* **TO DO**: Locate the word "struct" in the material, then show every line that holds it.

# # #

//! GENA notification decoding.
//!
//! A notification body is a `propertyset` whose `property` children may carry
//! a `LastChange` value. That value is itself an escaped XML document:
//!
//! ```xml
//! <Event xmlns="urn:schemas-upnp-org:metadata-1-0/RCS/">
//!   <InstanceID val="0">
//!     <Volume Channel="Master" val="6"/>
//!   </InstanceID>
//! </Event>
//! ```
//!
//! Decoding is all or nothing: if the envelope or any fragment is malformed
//! the whole notification is rejected.

pub mod xml_utils;

use serde::{Deserialize, Serialize};

use crate::{ApiError, Result};
use xml_utils::{parse, ValueAttribute};

/// A single observed state change on a speaker
#[derive(Debug, Clone, PartialEq, Eq, Serialize, Deserialize)]
pub enum PropertyChange {
    /// Volume in percent, 0-100
    VolumeChanged { percent: u8, channel: String },
    MuteChanged { muted: bool, channel: String },
    /// Raw power state literal, e.g. `ACTIVE` or `MANUAL_STANDBY`
    PowerStateChanged { state: String },
}

impl PropertyChange {
    /// Short kind name for logs
    pub fn kind(&self) -> &'static str {
        match self {
            PropertyChange::VolumeChanged { .. } => "volume",
            PropertyChange::MuteChanged { .. } => "mute",
            PropertyChange::PowerStateChanged { .. } => "power_state",
        }
    }
}

#[derive(Debug, Deserialize)]
struct PropertySet {
    #[serde(rename = "property", default)]
    properties: Vec<Property>,
}

#[derive(Debug, Deserialize)]
struct Property {
    #[serde(rename = "LastChange", default)]
    last_change: Option<String>,
}

#[derive(Debug, Deserialize)]
struct LastChangeEvent {
    #[serde(rename = "InstanceID", default)]
    instances: Vec<InstanceState>,
}

#[derive(Debug, Default, Deserialize)]
struct InstanceState {
    #[serde(rename = "Volume", default)]
    volume: Vec<ChannelValue>,
    #[serde(rename = "Mute", default)]
    mute: Vec<ChannelValue>,
    #[serde(rename = "PowerState", default)]
    power_state: Option<ValueAttribute>,
}

#[derive(Debug, Deserialize)]
struct ChannelValue {
    #[serde(rename = "@Channel", default)]
    channel: String,
    #[serde(rename = "@val")]
    val: i64,
}

/// Decode a notification body into the changes it reports.
///
/// Changes come out fragment by fragment and instance by instance in
/// document order; within one instance volume changes precede mute changes,
/// which precede the power state. Repeated elements need not be adjacent.
/// A fragment without any of these yields nothing.
pub fn decode_notification(xml: &str) -> Result<Vec<PropertyChange>> {
    let envelope: PropertySet = parse(xml)?;
    let mut changes = Vec::new();

    for fragment in envelope
        .properties
        .iter()
        .filter_map(|p| p.last_change.as_deref())
        .filter(|f| !f.trim().is_empty())
    {
        decode_fragment(fragment, &mut changes)?;
    }

    Ok(changes)
}

fn decode_fragment(fragment: &str, changes: &mut Vec<PropertyChange>) -> Result<()> {
    let event: LastChangeEvent = parse(fragment)?;
    for instance in event.instances {
        decode_instance(instance, changes)?;
    }
    Ok(())
}

fn decode_instance(instance: InstanceState, changes: &mut Vec<PropertyChange>) -> Result<()> {
    for volume in instance.volume {
        let percent = u8::try_from(volume.val)
            .ok()
            .filter(|p| *p <= 100)
            .ok_or_else(|| ApiError::ParseError(format!("volume {} out of range", volume.val)))?;
        changes.push(PropertyChange::VolumeChanged {
            percent,
            channel: volume.channel,
        });
    }

    for mute in instance.mute {
        changes.push(PropertyChange::MuteChanged {
            muted: mute.val != 0,
            channel: mute.channel,
        });
    }

    if let Some(power) = instance.power_state {
        changes.push(PropertyChange::PowerStateChanged { state: power.val });
    }

    Ok(())
}

#[cfg(test)]
mod tests {
    use super::*;

    fn envelope(fragments: &[&str]) -> String {
        let properties: String = fragments
            .iter()
            .map(|f| {
                format!(
                    "<e:property><LastChange>{}</LastChange></e:property>",
                    escape(f)
                )
            })
            .collect();
        format!(
            r#"<?xml version="1.0"?><e:propertyset xmlns:e="urn:schemas-upnp-org:event-1-0">{}</e:propertyset>"#,
            properties
        )
    }

    fn escape(s: &str) -> String {
        s.replace('&', "&amp;")
            .replace('<', "&lt;")
            .replace('>', "&gt;")
            .replace('"', "&quot;")
    }

    #[test]
    fn test_single_volume_fragment() {
        let xml = envelope(&[
            r#"<Event xmlns="urn:schemas-upnp-org:metadata-1-0/RCS/"><InstanceID val="0"><Volume Channel="Master" val="6"/></InstanceID></Event>"#,
        ]);

        let changes = decode_notification(&xml).unwrap();
        assert_eq!(
            changes,
            vec![PropertyChange::VolumeChanged {
                percent: 6,
                channel: "Master".to_string()
            }]
        );
    }

    #[test]
    fn test_fragment_without_known_children_yields_nothing() {
        let xml = envelope(&[
            r#"<Event xmlns="urn:schemas-upnp-org:metadata-1-0/AVT/"><InstanceID val="0"><TransportState val="PLAYING"/></InstanceID></Event>"#,
        ]);
        assert!(decode_notification(&xml).unwrap().is_empty());

        let xml = envelope(&[r#"<Event/>"#]);
        assert!(decode_notification(&xml).unwrap().is_empty());
    }

    #[test]
    fn test_fixed_order_within_fragment() {
        let xml = envelope(&[
            r#"<Event><InstanceID val="0"><PowerState val="ACTIVE"/><Mute Channel="Master" val="1"/><Volume Channel="Master" val="30"/></InstanceID></Event>"#,
        ]);

        let kinds: Vec<_> = decode_notification(&xml)
            .unwrap()
            .iter()
            .map(PropertyChange::kind)
            .collect();
        assert_eq!(kinds, vec!["volume", "mute", "power_state"]);
    }

    #[test]
    fn test_mute_nonzero_is_muted() {
        let xml = envelope(&[
            r#"<Event><InstanceID val="0"><Mute Channel="Master" val="0"/></InstanceID></Event>"#,
            r#"<Event><InstanceID val="0"><Mute Channel="Master" val="2"/></InstanceID></Event>"#,
        ]);

        let changes = decode_notification(&xml).unwrap();
        assert_eq!(
            changes,
            vec![
                PropertyChange::MuteChanged {
                    muted: false,
                    channel: "Master".to_string()
                },
                PropertyChange::MuteChanged {
                    muted: true,
                    channel: "Master".to_string()
                },
            ]
        );
    }

    #[test]
    fn test_power_state() {
        let xml = envelope(&[
            r#"<Event xmlns="urn:schemas-upnp-org:metadata-1-0/AVT/"><InstanceID val="0"><PowerState val="MANUAL_STANDBY"/></InstanceID></Event>"#,
        ]);
        assert_eq!(
            decode_notification(&xml).unwrap(),
            vec![PropertyChange::PowerStateChanged {
                state: "MANUAL_STANDBY".to_string()
            }]
        );
    }

    #[test]
    fn test_properties_without_last_change_are_skipped() {
        let xml = r#"<e:propertyset xmlns:e="urn:schemas-upnp-org:event-1-0"><e:property><PresetNameList>FactoryDefaults</PresetNameList></e:property><e:property><LastChange></LastChange></e:property></e:propertyset>"#;
        assert!(decode_notification(xml).unwrap().is_empty());
    }

    #[test]
    fn test_interleaved_channels_are_all_decoded() {
        let xml = envelope(&[
            r#"<Event><InstanceID val="0"><Volume Channel="Master" val="10"/><Mute Channel="Master" val="0"/><Volume Channel="LF" val="20"/></InstanceID></Event>"#,
        ]);

        assert_eq!(
            decode_notification(&xml).unwrap(),
            vec![
                PropertyChange::VolumeChanged {
                    percent: 10,
                    channel: "Master".to_string()
                },
                PropertyChange::VolumeChanged {
                    percent: 20,
                    channel: "LF".to_string()
                },
                PropertyChange::MuteChanged {
                    muted: false,
                    channel: "Master".to_string()
                },
            ]
        );
    }

    #[test]
    fn test_every_instance_is_decoded() {
        let xml = envelope(&[
            r#"<Event><InstanceID val="0"><PowerState val="ACTIVE"/></InstanceID><InstanceID val="1"><Volume Channel="Master" val="55"/></InstanceID></Event>"#,
        ]);

        assert_eq!(
            decode_notification(&xml).unwrap(),
            vec![
                PropertyChange::PowerStateChanged {
                    state: "ACTIVE".to_string()
                },
                PropertyChange::VolumeChanged {
                    percent: 55,
                    channel: "Master".to_string()
                },
            ]
        );
    }

    #[test]
    fn test_malformed_envelope_is_error() {
        let err = decode_notification("<e:propertyset><e:property>").unwrap_err();
        assert!(matches!(err, ApiError::ParseError(_)));
    }

    #[test]
    fn test_malformed_fragment_drops_whole_notification() {
        let xml = envelope(&[
            r#"<Event><InstanceID val="0"><Volume Channel="Master" val="10"/></InstanceID></Event>"#,
            r#"<Event><InstanceID val="0"><Volume Channel="Master" val="loud"/></InstanceID></Event>"#,
        ]);
        assert!(matches!(
            decode_notification(&xml),
            Err(ApiError::ParseError(_))
        ));
    }

    #[test]
    fn test_volume_out_of_range_is_error() {
        let xml = envelope(&[
            r#"<Event><InstanceID val="0"><Volume Channel="Master" val="101"/></InstanceID></Event>"#,
        ]);
        assert!(decode_notification(&xml).is_err());
    }

    proptest::proptest! {
        #[test]
        fn prop_every_percent_decodes(percent in 0u8..=100, channel in "(Master|LF|RF)") {
            let fragment = format!(
                r#"<Event><InstanceID val="0"><Volume Channel="{}" val="{}"/></InstanceID></Event>"#,
                channel, percent
            );
            let changes = decode_notification(&envelope(&[&fragment])).unwrap();
            proptest::prop_assert_eq!(
                changes,
                vec![PropertyChange::VolumeChanged { percent, channel }]
            );
        }
    }
}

# # #

* **RESPONSE TO THE EXERCISE**:
struct PropertySet {
struct Property {
struct LastChangeEvent {
struct InstanceState {
struct ChannelValue {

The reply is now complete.